1919 lernt er in München Bertolt Brecht kennen, mit dem er fortan eng zusammenarbeitet. 1923 wird Die häßliche Herzogin Margarete Maultasch veröffentlicht, ein historischer Roman über die Tiroler Gräfin, die sich vergeblich bemühte, das Handicap ihrer Hässlichkeit und ihre Außenseiterrolle zu überwinden. Der internationale Durchbruch als Romancier erfolgt zwei Jahre später mit dem Drama Jud Süß. Es wird in einer verfälschten Version im Dritten Reich verfilmt und dient den Nazis als Propagandafilm. Feuchtwanger erzählt darin den Fall des Joseph Süß Oppenheimer, der als Finanzberater eines württembergischen Herzogs 1738 zum Tode verurteilt und grausam hingerichtet wurde.

1925 übersiedelt er mit seiner Frau nach Berlin. 1930 erscheint sein erster zeitgeschichtlicher Roman Erfolg. Drei Jahre Geschichte einer Provinz. Er schildert die Geschichte Bayerns von 1921 bis 1924 und geht auf den Putsch Adolf Hitlers vom 9. November 1923 ein.

Während der nationalsozialistischen Machtübernahme 1933 ist Feuchtwanger auf einer Vortragsreise in den USA. Aus der Ferne erfährt er von seiner Ausbürgerung und der Verbrennung seiner Bücher. Sein Haus in Berlin wird von den Nationalsozialisten durchsucht, geplündert und beschlagnahmt. Zahlreiche Manuskripte gehen dabei verloren.

Marta und Lion Feuchtwanger lassen sich daraufhin in Sanary-sur-Mer in Südfrankreich nieder. Aufgrund der hohen Auflagen seiner Bücher insbesondere im angelsächsischen Sprachraum führt er ein vergleichsweise behagliches Leben im Exil.

Das Schicksal des jüdischen Volkes bleibt ein beherrschendes Thema für Feuchtwanger. Als Folge der wenig antinazistischen Haltung der Westmächte näherte er sich dem Sowjetkommunismus an. Seine Stalin-freundliche Haltung verzögerte später seine Einbürgerung in die USA. In Exil rechnet er satirisch mit den deutschen Intellektuellen ab, die im Deutschen Reich geblieben waren.

Während des Zweiten Weltkriegs wird er in dem Lager Les Milles bei Aix-en-Provence interniert, aus dem er mit Hilfe seiner Frau und nach kurzer Zeit entkommt. Sie leben versteckt in Marseille, bis sie mit der Hilfe amerikanischer Diplomaten zu Fuß nach Spanien und Portugal fliehen können und von dort in die Vereinigten Staaten emigrieren.

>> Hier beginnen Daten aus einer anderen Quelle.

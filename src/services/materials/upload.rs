use actix_multipart::Multipart;
use actix_web::{HttpRequest, HttpResponse, Result as ActixResult};
use bytes::{Bytes, BytesMut};
use futures_util::TryStreamExt;
use futures_util::stream::StreamExt;
use std::path::Path;
use tracing::{error, info, warn};
use uuid::Uuid;

use super::MaterialService;
use crate::config::AppConfig;
use crate::middlewares::RequireSession;
use crate::models::{
    ApiResponse, ErrorCode,
    materials::{MaterialKind, NewMaterial},
};
use crate::utils::content_matches_kind;

// 上传失败统一提示
const UPLOAD_FAILED_MESSAGE: &str = "Upload failed. Check your connection and try again.";

#[derive(Default)]
struct UploadForm {
    title: String,
    description: String,
    subject: String,
    file_name: String,
    content_type: String,
    data: Option<Bytes>,
}

/// 存储对象键：时间戳 + 随机串 + 原扩展名
fn object_key(file_name: &str) -> String {
    let extension = Path::new(file_name)
        .extension()
        .and_then(|ext| ext.to_str())
        .map(|ext| format!(".{}", ext.to_lowercase()))
        .unwrap_or_default();
    format!(
        "{}-{}{}",
        chrono::Utc::now().timestamp_millis(),
        Uuid::new_v4().simple(),
        extension
    )
}

fn content_type_for(kind: MaterialKind, declared: &str) -> String {
    match kind {
        MaterialKind::Pdf => "application/pdf".to_string(),
        MaterialKind::Docx => {
            "application/vnd.openxmlformats-officedocument.wordprocessingml.document".to_string()
        }
        MaterialKind::Other if !declared.is_empty() => declared.to_string(),
        MaterialKind::Other => "application/octet-stream".to_string(),
    }
}

fn bad_request(code: ErrorCode, message: &str) -> HttpResponse {
    HttpResponse::BadRequest().json(ApiResponse::error_empty(code, message))
}

pub async fn handle_upload(
    service: &MaterialService,
    req: &HttpRequest,
    mut payload: Multipart,
) -> ActixResult<HttpResponse> {
    let max_size = AppConfig::get().upload.max_size;
    let mut form = UploadForm::default();

    while let Ok(Some(mut field)) = payload.try_next().await {
        let content_disposition = field.content_disposition();
        let name = content_disposition
            .and_then(|cd| cd.get_name())
            .unwrap_or_default()
            .to_string();

        if name == "file" {
            if form.data.is_some() {
                return Ok(bad_request(
                    ErrorCode::MultifileUploadNotAllowed,
                    "Only one file can be uploaded at a time",
                ));
            }
            form.file_name = content_disposition
                .and_then(|cd| cd.get_filename())
                .map(|s| s.to_string())
                .unwrap_or_default();
            form.content_type = field
                .content_type()
                .map(|ct| ct.to_string())
                .unwrap_or_default();

            let mut buffer = BytesMut::new();
            while let Some(chunk) = field.next().await {
                let data = chunk?;
                if buffer.len() + data.len() > max_size {
                    return Ok(bad_request(
                        ErrorCode::FileSizeExceeded,
                        "File size exceeds the limit",
                    ));
                }
                buffer.extend_from_slice(&data);
            }
            form.data = Some(buffer.freeze());
        } else {
            let mut buffer = BytesMut::new();
            while let Some(chunk) = field.next().await {
                buffer.extend_from_slice(&chunk?);
            }
            let value = String::from_utf8_lossy(&buffer).trim().to_string();
            match name.as_str() {
                "title" => form.title = value,
                "description" => form.description = value,
                "subject" => form.subject = value,
                other => warn!("Ignoring unexpected upload field '{}'", other),
            }
        }
    }

    let Some(data) = form.data.take() else {
        return Ok(bad_request(
            ErrorCode::FileNotFound,
            "No file found in upload payload",
        ));
    };
    if form.title.is_empty() || form.subject.is_empty() {
        return Ok(bad_request(
            ErrorCode::MaterialInvalid,
            "Title and subject are required",
        ));
    }

    let kind = MaterialKind::from_file_name(&form.file_name);
    if !content_matches_kind(&data, kind) {
        return Ok(bad_request(
            ErrorCode::MaterialInvalid,
            "File content does not match its extension",
        ));
    }

    let Some(user) = RequireSession::extract_user(req) else {
        return Ok(HttpResponse::Unauthorized().json(ApiResponse::error_empty(
            ErrorCode::Unauthorized,
            "Authentication required",
        )));
    };

    let backend = service.get_backend(req);
    let key = object_key(&form.file_name);
    let size = data.len();

    if let Err(e) = backend
        .objects
        .upload(&key, data, &content_type_for(kind, &form.content_type))
        .await
    {
        error!("Material file upload failed: {}", e);
        return Ok(HttpResponse::InternalServerError().json(ApiResponse::error_empty(
            ErrorCode::MaterialUploadFailed,
            UPLOAD_FAILED_MESSAGE,
        )));
    }

    let new_material = NewMaterial {
        title: form.title,
        description: form.description,
        subject: form.subject,
        kind,
        url: backend.objects.public_url(&key),
        uploaded_by: user.name.clone(),
    };

    match backend.storage.insert_material(new_material).await {
        Ok(material) => {
            info!(
                "Material '{}' uploaded by {} ({} bytes)",
                material.title, user.email, size
            );
            Ok(HttpResponse::Created().json(ApiResponse::success(material, "Material uploaded")))
        }
        Err(e) => {
            // 文件已上传但元数据写入失败，对象保留
            error!("Material metadata insert failed, object {} is orphaned: {}", key, e);
            Ok(HttpResponse::InternalServerError().json(ApiResponse::error_empty(
                ErrorCode::MaterialUploadFailed,
                UPLOAD_FAILED_MESSAGE,
            )))
        }
    }
}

Lion Feuchtwanger ist einer der wenigen deutschen Schriftsteller, die auch im Exil ihre Leserschaft fanden. Seine Romane Die Brüder Lautensack (1944), Die Jüdin von Toledo (1955), vor allem aber Goya oder Der arge Weg der Erkenntnis (1951) werden zu großen Erfolgen in den Vereinigten Staaten. Am Lebensende befasst er sich wieder mit jüdischen Themen (Die Jüdin von Toledo) und befürwortet einen jüdischen Staat als Zuflucht.

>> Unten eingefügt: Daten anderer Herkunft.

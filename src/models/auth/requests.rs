use serde::Deserialize;

// 用户登录请求
#[derive(Debug, Deserialize)]
pub struct LoginRequest {
    pub email: String,
    pub password: String,
}

// 刷新会话请求
#[derive(Debug, Deserialize)]
pub struct RefreshRequest {
    pub refresh_token: String,
}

1953 erhält Lion Feuchtwanger den Nationalpreis der DDR 1. Klasse für Kunst und Literatur. Dort wird er als Antifaschist und kommunistischer Sympathisant hoch in Ehren gehalten.

In der McCarthy-Ära wird er als Linksintellektueller argwöhnisch von den US-Behörden beobachtet, aus Angst, nicht wieder einreisen zu dürfen, verlässt er die USA nie wieder.

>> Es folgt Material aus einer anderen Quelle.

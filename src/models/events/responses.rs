use serde::Serialize;

use super::entities::CalendarEvent;

// 月历中的一天
#[derive(Debug, Clone, Serialize)]
#[serde(rename_all = "camelCase")]
pub struct CalendarDay {
    pub date: chrono::NaiveDate,
    pub in_month: bool,
    pub is_today: bool,
    pub events: Vec<CalendarEvent>,
    // 在这一天新建日程时的默认时段
    pub default_start: String,
    pub default_end: String,
}

// 月历响应
#[derive(Debug, Clone, Serialize)]
#[serde(rename_all = "camelCase")]
pub struct CalendarMonthResponse {
    pub year: i32,
    pub month: u32,
    pub today: chrono::NaiveDate,
    pub days: Vec<CalendarDay>,
}

// 学科与日程类别选项
#[derive(Debug, Clone, Serialize)]
pub struct CategoryOption {
    pub value: super::entities::EventCategory,
    pub label: &'static str,
}

#[derive(Debug, Clone, Serialize)]
pub struct SubjectsResponse {
    pub subjects: Vec<String>,
    pub categories: Vec<CategoryOption>,
}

Lion Feuchtwanger erkrankt 1957 an Magenkrebs. Nach mehreren Operationen verstirbt er Ende 1958 an inneren Blutungen.

Lion Feuchtwanger
Lion Feuchtwanger vor der Küste Pacific Palisades (Feuchtwanger Memorial Library / USC)

Biografie Marta Feuchtwanger

Marta Feuchtwanger wird am 21. Januar 1891 als Marta Löffler in München geboren. Kurz vor ihrem neunzehnten Geburtstag lernt die jüdische Kaufmannstochter auf einem Hausball den jungen Münchner Theaterkritiker und Doktor der Philosophie Lion Feuchtwanger kennen. In diesem Moment habe ihr Leben eigentlich erst begonnen, äußerte sie später in einem Interview. Die ersten Ehejahre vagabundieren beide durch Südeuropa, mit wenig Geld, berauscht vom Erleben fremder Kulturen und Landschaften. In Italien bringt Marta eine Tochter zur Welt, die kurz nach der Geburt stirbt.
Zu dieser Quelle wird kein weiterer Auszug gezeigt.